Black History Month
Cornelius L. Hopper, MD was Honored
The Church by the Side of the Road is proud to spotlight Dr. Cornelius L. Hopper, a member of the church for over 35 years. Dr. Hopper and his wife Barbara, along with several members of The Church by the Side of the Road, attended the Samuel Merritt University's Third Annual Dr. Cornelius Hopper Diversity Excellence Award Ceremony in celebration of Black History Month. The award ceremony is designed to inspire individuals and groups in the Samuel Merritt University community to engage in activities that will make the University a place where all people can learn and grow. SMU faculty, staff and students are eligible, and may be nominated for significant achievement in one or all of five focus areas: leadership, campus climate, recruitment of underrepresented students and faculty, teaching and learning, or other initiatives that advance diversity across or beyond the university. The award is named for and honors Dr. Cornelius L. Hopper, who joined the Samuel Merritt University Board in 1997 and served as its chair from 2000 to 2011. Dr. Hopper has been dedicated to addressing racial disparities in the nation’s healthcare system for more than 40 years.
Mohammad J. Deen, graduate student, Nurse Anesthesia Program, born in Chicago to a Palestinian family, has spent recent years in war-torn areas of the Middle East. In April, Deen gave up a nursing job to travel to Greece, where he worked for almost three months in a Syrian refugee camp near the Macedonia border. He helped run a nighttime clinic with other volunteers out of two ambulances in a camp located at a former gas station. Through his humanitarian efforts, he has received worldwide attention and acclaim for his work. In April, Mr. Deen will present the story of his journey to an international audience at TEDxParis.
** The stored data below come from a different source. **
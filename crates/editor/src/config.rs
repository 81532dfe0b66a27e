//! Engine timing and capacity configuration.
//!
//! Configuration is read from TOML. Every key is optional:
//!
//! ```toml
//! preview_delay_ms = 800
//! snapshot_delay_ms = 1000
//! history_capacity = 100
//! ```


use std::path::Path;
use std::time::Duration;

use serde::Deserialize;

use crate::error::ConfigError;

/// Quiet period before the preview catches up with the buffer.
pub const DEFAULT_PREVIEW_DELAY: Duration = Duration::from_millis(800);

/// Quiet period before a settled edit is committed to history.
pub const DEFAULT_SNAPSHOT_DELAY: Duration = Duration::from_millis(1000);

/// Maximum number of snapshots retained per artifact.
pub const DEFAULT_HISTORY_CAPACITY: usize = 100;

/// Validated engine configuration.
#[derive(Debug, Clone, Copy, PartialEq, Eq)]
pub struct EngineConfig {
	/// Delay of the preview-sync channel.
	pub preview_delay: Duration,
	/// Delay of the snapshot-capture channel. Never shorter than `preview_delay`.
	pub snapshot_delay: Duration,
	/// Snapshot history capacity.
	pub history_capacity: usize,
}

impl Default for EngineConfig {
	fn default() -> Self {
		Self {
			preview_delay: DEFAULT_PREVIEW_DELAY,
			snapshot_delay: DEFAULT_SNAPSHOT_DELAY,
			history_capacity: DEFAULT_HISTORY_CAPACITY,
		}
	}
}

#[derive(Debug, Default, Deserialize)]
#[serde(default, deny_unknown_fields)]
struct RawConfig {
	preview_delay_ms: Option<u64>,
	snapshot_delay_ms: Option<u64>,
	history_capacity: Option<usize>,
}

impl EngineConfig {
	/// Reads and validates a TOML configuration file.
	pub fn load(path: &Path) -> Result<Self, ConfigError> {
		let text = std::fs::read_to_string(path).map_err(|error| ConfigError::Io {
			path: path.to_path_buf(),
			error,
		})?;
		Self::from_toml_str(&text)
	}

	/// Parses and validates TOML configuration text.
	pub fn from_toml_str(text: &str) -> Result<Self, ConfigError> {
		let raw: RawConfig = toml::from_str(text)?;
		let defaults = Self::default();
		let config = Self {
			preview_delay: raw
				.preview_delay_ms
				.map_or(defaults.preview_delay, Duration::from_millis),
			snapshot_delay: raw
				.snapshot_delay_ms
				.map_or(defaults.snapshot_delay, Duration::from_millis),
			history_capacity: raw.history_capacity.unwrap_or(defaults.history_capacity),
		};
		config.validate()?;
		Ok(config)
	}

	/// Checks range constraints between fields.
	pub fn validate(&self) -> Result<(), ConfigError> {
		if self.preview_delay.is_zero() {
			return Err(ConfigError::Invalid {
				field: "preview_delay_ms",
				reason: "must be greater than zero".into(),
			});
		}
		if self.snapshot_delay < self.preview_delay {
			return Err(ConfigError::Invalid {
				field: "snapshot_delay_ms",
				reason: format!(
					"must not be shorter than preview_delay_ms ({} ms)",
					self.preview_delay.as_millis()
				),
			});
		}
		if self.history_capacity == 0 {
			return Err(ConfigError::Invalid {
				field: "history_capacity",
				reason: "must hold at least one snapshot".into(),
			});
		}
		Ok(())
	}
}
The three other students, Carmen Craven, RN ELMSN-FN, Nga Dwork, RN Online FNP and Shante Myers, ELMSN-CM are among 1,000 students from 80 countries chosen to attend the Clinton Global Initiative University at UC Berkeley in April. Craven, Dwork, and Myers — graduate nursing students on SMU’s Sacramento Campus — won admission to the Clinton Global Initiative University for their plan to address our the shortage of culturally diverse healthcare professionals and decrease the readiness gap that exists for lower-income students. They also helped to recruit more students of color to Samuel Merritt and worked with them to help improve their study habits and held them accountable to them for their grades. All four received plaques and won a monetary award. Their mantra is that everyone can do something to make world a more equitable community.
The highlight of the evening was an incredible speaker, the Rev Traci Blackmon. Rev. Blackmon, who holds a degree in nursing, is the Acting Executive Minister of Justice and Witness Ministries of the United Church of Christ and the Senior Pastor of Christ The King United Church of Christ in Florissant, MO. It was her communal leadership and work in the aftermath of the killing of Michael Brown, Jr, in Ferguson, MO which gained her both national and international recognition and audiences from the White House to the Carter Center to the Vatican. She was so inspiring ... her story, her ordained and divine journey was so timely and God ordered and directed. Just one week prior, she spoke in Modesto, California where eight Catholic bishops who were selected by the Pope to hear her presentation on social justice and the church.